This Wednesday, the Association of German Banks (bankenverband) revealed the Outsourcing Guidelines they have been working on for some time now. Developed together with selected banks and FinTechs, the Guidelines introduce a new model for cooperation, aiming to decrease the risks of FinTech-bank cooperation, to clarify regulatory requirements, and to solve the challenges that might lie ahead in the integration process. The Model is expected to simplify operations, providing a faster time-to-market.

Bank-FinTech cooperation processes are usually tough to crack. Closing long, ambiguous contracts is often just the beginning of a lengthy onboarding process, which might take up to two years if everything goes as planned. One can visualize this process with a traditional Matryoshka doll – opening up the layers usually lead to finding more and more issues to untangle.

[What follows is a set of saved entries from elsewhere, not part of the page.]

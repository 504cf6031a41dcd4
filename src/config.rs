//! Storefront configuration: API location, notification mode, timings

use crate::error::{Result, StorefrontError};
use crate::paths::get_config_path;
use log::{info, warn};
use serde::{Deserialize, Serialize};
use std::path::Path;
use std::time::Duration;

/// Runtime override for the API base URL
pub const API_URL_ENV: &str = "FURNILAYOUT_API_URL";

/// Used when neither the build nor the runtime environment names an API
pub const FALLBACK_API_URL: &str = "http://localhost:5000";

/// How long a successfully submitted contact form waits before closing
pub const DEFAULT_CLOSE_DELAY_MS: u64 = 2000;

/// Which notifier the storefront wires into its pages
#[derive(Debug, Clone, Copy, PartialEq, Eq, Serialize, Deserialize, Default)]
#[serde(rename_all = "lowercase")]
pub enum NotificationMode {
    /// Every notification is swallowed, confirmations auto-affirm
    #[default]
    Silent,
    /// Notifications go to the log, confirmations auto-affirm
    Log,
}

#[derive(Serialize, Deserialize, Clone, Debug, PartialEq)]
pub struct StorefrontConfig {
    #[serde(default = "default_api_base_url")]
    pub api_base_url: String,
    #[serde(default = "default_close_delay_ms")]
    pub close_delay_ms: u64,
    #[serde(default)]
    pub notifications: NotificationMode,
    /// None leaves the HTTP client's own default in place
    #[serde(default)]
    pub request_timeout_secs: Option<u64>,
}

fn default_api_base_url() -> String {
    let builtin = env!("FURNILAYOUT_BUILTIN_API_URL");
    if builtin.is_empty() {
        FALLBACK_API_URL.to_string()
    } else {
        normalize_base_url(builtin)
    }
}

fn default_close_delay_ms() -> u64 {
    DEFAULT_CLOSE_DELAY_MS
}

impl Default for StorefrontConfig {
    fn default() -> Self {
        Self {
            api_base_url: default_api_base_url(),
            close_delay_ms: default_close_delay_ms(),
            notifications: NotificationMode::default(),
            request_timeout_secs: None,
        }
    }
}

impl StorefrontConfig {
    pub fn with_api_base_url(mut self, url: impl AsRef<str>) -> Self {
        self.api_base_url = normalize_base_url(url.as_ref());
        self
    }

    pub fn close_delay(&self) -> Duration {
        Duration::from_millis(self.close_delay_ms)
    }

    pub fn request_timeout(&self) -> Option<Duration> {
        self.request_timeout_secs.map(Duration::from_secs)
    }
}

/// Strips whitespace and trailing slashes so paths can be appended verbatim
pub fn normalize_base_url(url: &str) -> String {
    url.trim().trim_end_matches('/').to_string()
}

/// Loads the config from the app data dir, then applies the env override
pub fn load_config() -> Result<StorefrontConfig> {
    let config_path = get_config_path()?;
    let mut config = load_config_from(&config_path)?;

    if let Ok(url) = std::env::var(API_URL_ENV) {
        if !url.trim().is_empty() {
            info!("[Config] API base URL overridden by {}", API_URL_ENV);
            config = config.with_api_base_url(url);
        }
    }

    Ok(config)
}

/// Reads a config file, falling back to defaults when it does not exist
pub fn load_config_from(path: &Path) -> Result<StorefrontConfig> {
    if !path.exists() {
        return Ok(StorefrontConfig::default());
    }

    let content = std::fs::read_to_string(path)
        .map_err(|e| StorefrontError::Config(format!("Failed to read config: {}", e)))?;
    let mut config: StorefrontConfig = serde_json::from_str(&content)
        .map_err(|e| StorefrontError::Config(format!("Failed to parse config: {}", e)))?;

    let normalized = normalize_base_url(&config.api_base_url);
    if normalized.is_empty() {
        warn!("[Config] Empty api_base_url in {}, using default", path.display());
        config.api_base_url = default_api_base_url();
    } else {
        config.api_base_url = normalized;
    }

    Ok(config)
}

pub fn save_config(config: &StorefrontConfig) -> Result<()> {
    save_config_to(&get_config_path()?, config)
}

pub fn save_config_to(path: &Path, config: &StorefrontConfig) -> Result<()> {
    if let Some(parent) = path.parent() {
        std::fs::create_dir_all(parent)
            .map_err(|e| StorefrontError::Config(format!("Failed to create directory: {}", e)))?;
    }
    let content = serde_json::to_string_pretty(config)
        .map_err(|e| StorefrontError::Config(format!("Failed to serialize config: {}", e)))?;
    std::fs::write(path, content)
        .map_err(|e| StorefrontError::Config(format!("Failed to save config: {}", e)))
}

Mostly unaware of the regulatory requirements lying ahead, when FinTechs see an intention from the banks’ side to collaborate, their focus is to usually bring the product to the market as quickly as possible. However, quite often, this goal is stalled and delayed by long decision-making cycles, slow due diligence processes, and ping-pong conversations with the regulator. Seconding the Guidelines: “…Business relationships between banks and FinTechs and the associated outsourcing issues may develop more dynamically than is the case with traditional outsourcing…One of the biggest challenges for collaboration between banks and FinTechs is that FinTechs often have to meet requirements that are disproportionately high in relation to the actual risk that the bank has to bear“. Also, the risk assessment processes of banks are not sufficiently transparent, and sometimes the advantages of the cooperation have to be weighed against the cost of red tape. In this sense, it might not even be too wrong to say that banks’ ad hoc, customized practices are making the standardization of the processes impossible. Therefore, there was a market need for a standard set of rules that addressed both sides of the coin.

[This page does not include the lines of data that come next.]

//! Scripted fakes shared by the page tests

use crate::api::{CatalogApi, LayoutScope};
use crate::error::{Result, StorefrontError};
use crate::models::{ApiEnvelope, ContactPayload, HouseType, Layout, SocialMediaLink};
use crate::notify::{next_notification_id, NotificationId, NotificationKind, Notifier};
use async_trait::async_trait;
use serde_json::{json, Value};
use std::collections::VecDeque;
use std::sync::Mutex;

type Reply<T> = Result<ApiEnvelope<T>>;

fn pop<T>(queue: &Mutex<VecDeque<Reply<T>>>) -> Reply<T> {
    queue
        .lock()
        .unwrap()
        .pop_front()
        .unwrap_or_else(|| Err(StorefrontError::Transport("no scripted response".to_string())))
}

pub fn success<T>(data: T) -> Reply<T> {
    Ok(ApiEnvelope {
        success: Some(true),
        status: None,
        data: Some(data),
        message: None,
    })
}

pub fn status_success<T>(data: T) -> Reply<T> {
    Ok(ApiEnvelope {
        success: None,
        status: Some("success".to_string()),
        data: Some(data),
        message: None,
    })
}

pub fn failure<T>(message: &str) -> Reply<T> {
    Ok(ApiEnvelope {
        success: Some(false),
        status: Some("error".to_string()),
        data: None,
        message: Some(message.to_string()),
    })
}

pub fn transport_error<T>() -> Reply<T> {
    Err(StorefrontError::Transport("connection refused".to_string()))
}

pub fn layout(id: i64, name: Option<&str>, width: Option<f64>, length: Option<f64>) -> Layout {
    serde_json::from_value(json!({
        "id": id,
        "name": name,
        "room_width": width,
        "room_length": length,
        "is_public": true,
    }))
    .unwrap()
}

pub fn house(id: i64, name: &str, price: f64) -> HouseType {
    serde_json::from_value(json!({
        "id": id,
        "name": name,
        "price_start": price,
        "floors": 2,
        "is_active": 1,
    }))
    .unwrap()
}

/// Answers each call from a queue and records what it was asked
#[derive(Default)]
pub struct ScriptedApi {
    pub contact_replies: Mutex<VecDeque<Reply<Value>>>,
    pub layout_replies: Mutex<VecDeque<Reply<Vec<Layout>>>>,
    pub delete_replies: Mutex<VecDeque<Reply<Value>>>,
    pub toggle_replies: Mutex<VecDeque<Reply<Value>>>,
    pub social_replies: Mutex<VecDeque<Reply<Vec<SocialMediaLink>>>>,
    pub house_replies: Mutex<VecDeque<Reply<Vec<HouseType>>>>,
    pub single_house_replies: Mutex<VecDeque<Reply<HouseType>>>,

    pub contact_calls: Mutex<Vec<ContactPayload>>,
    pub layout_calls: Mutex<Vec<LayoutScope>>,
    pub delete_calls: Mutex<Vec<i64>>,
    pub toggle_calls: Mutex<Vec<i64>>,
    pub house_calls: Mutex<Vec<String>>,
}

impl ScriptedApi {
    pub fn push_contact(&self, reply: Reply<Value>) {
        self.contact_replies.lock().unwrap().push_back(reply);
    }

    pub fn push_layouts(&self, reply: Reply<Vec<Layout>>) {
        self.layout_replies.lock().unwrap().push_back(reply);
    }

    pub fn push_delete(&self, reply: Reply<Value>) {
        self.delete_replies.lock().unwrap().push_back(reply);
    }

    pub fn push_toggle(&self, reply: Reply<Value>) {
        self.toggle_replies.lock().unwrap().push_back(reply);
    }

    pub fn push_social(&self, reply: Reply<Vec<SocialMediaLink>>) {
        self.social_replies.lock().unwrap().push_back(reply);
    }

    pub fn push_houses(&self, reply: Reply<Vec<HouseType>>) {
        self.house_replies.lock().unwrap().push_back(reply);
    }

    pub fn push_house(&self, reply: Reply<HouseType>) {
        self.single_house_replies.lock().unwrap().push_back(reply);
    }

    pub fn contact_count(&self) -> usize {
        self.contact_calls.lock().unwrap().len()
    }
}

#[async_trait]
impl CatalogApi for ScriptedApi {
    async fn submit_contact(&self, payload: &ContactPayload) -> Reply<Value> {
        self.contact_calls.lock().unwrap().push(payload.clone());
        pop(&self.contact_replies)
    }

    async fn list_layouts(&self, scope: LayoutScope) -> Reply<Vec<Layout>> {
        self.layout_calls.lock().unwrap().push(scope);
        pop(&self.layout_replies)
    }

    async fn delete_layout(&self, id: i64) -> Reply<Value> {
        self.delete_calls.lock().unwrap().push(id);
        pop(&self.delete_replies)
    }

    async fn toggle_layout_public(&self, id: i64) -> Reply<Value> {
        self.toggle_calls.lock().unwrap().push(id);
        pop(&self.toggle_replies)
    }

    async fn active_social_links(&self) -> Reply<Vec<SocialMediaLink>> {
        pop(&self.social_replies)
    }

    async fn house_types(&self, include_inactive: bool) -> Reply<Vec<HouseType>> {
        self.house_calls
            .lock()
            .unwrap()
            .push(format!("all(include_inactive={})", include_inactive));
        pop(&self.house_replies)
    }

    async fn house_type(&self, id: i64) -> Reply<HouseType> {
        self.house_calls.lock().unwrap().push(format!("one({})", id));
        pop(&self.single_house_replies)
    }

    async fn house_types_by_category(&self, category: &str) -> Reply<Vec<HouseType>> {
        self.house_calls
            .lock()
            .unwrap()
            .push(format!("category({})", category));
        pop(&self.house_replies)
    }
}

/// Keeps every notification and answers confirmations with a fixed reply
pub struct RecordingNotifier {
    pub answer: bool,
    pub seen: Mutex<Vec<(NotificationKind, String)>>,
    pub confirms: Mutex<Vec<String>>,
}

impl RecordingNotifier {
    pub fn new(answer: bool) -> Self {
        Self {
            answer,
            seen: Mutex::new(Vec::new()),
            confirms: Mutex::new(Vec::new()),
        }
    }

    pub fn kinds(&self) -> Vec<NotificationKind> {
        self.seen.lock().unwrap().iter().map(|(k, _)| *k).collect()
    }
}

impl Notifier for RecordingNotifier {
    fn notify(&self, kind: NotificationKind, message: &str) -> NotificationId {
        self.seen.lock().unwrap().push((kind, message.to_string()));
        next_notification_id()
    }

    fn confirm(&self, _title: &str, message: &str) -> bool {
        self.confirms.lock().unwrap().push(message.to_string());
        self.answer
    }
}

The Association of German Banks’ Model aims to increase the security of the banks by introducing a tool that accurately assesses the risks that are borne by the banks due to outsourcing. Announcing a systematic risk assessment methodology based on a question catalog of 18 different inquiries, the Model focuses on the business continuity, regulatory requirements, service provision on the part of FinTech, provision of services by the bank, and information security. The Model is said to assign each question to one of the “risk” or “impact” coordinates of the model, which eventually determines a risk/impact score and a four-tier risk maturity for specific aspects of the cooperation.

In addition to the Model, Outsourcing Guidelines of the Association of German Banks also outline practical recommendations for banks and FinTechs. The Guidelines recommend banks to involve all relevant functions in testing, and to leave space for customization and continuous monitoring. At the same time, FinTechs are encouraged to identify a regulatory roadmap, to perform self-assessment in the light of the collaboration, and to keep an eye on the future (by planning to apply for their own license).

Developing and testing this model was the first step towards implementation and market-wide acceptance. While waiting for the first batch of feedback, this initiative by the Association of German Banks should be interpreted positively, inspiring other umbrella institutions with actively seeking ways to tone down the differences between start-ups and corporates and improving the collaboration aspect. 

The full text of the Guidelines can be reached through this link (available only in German), whereas the Excel model is made available only to the Association of German Banks’ members per request.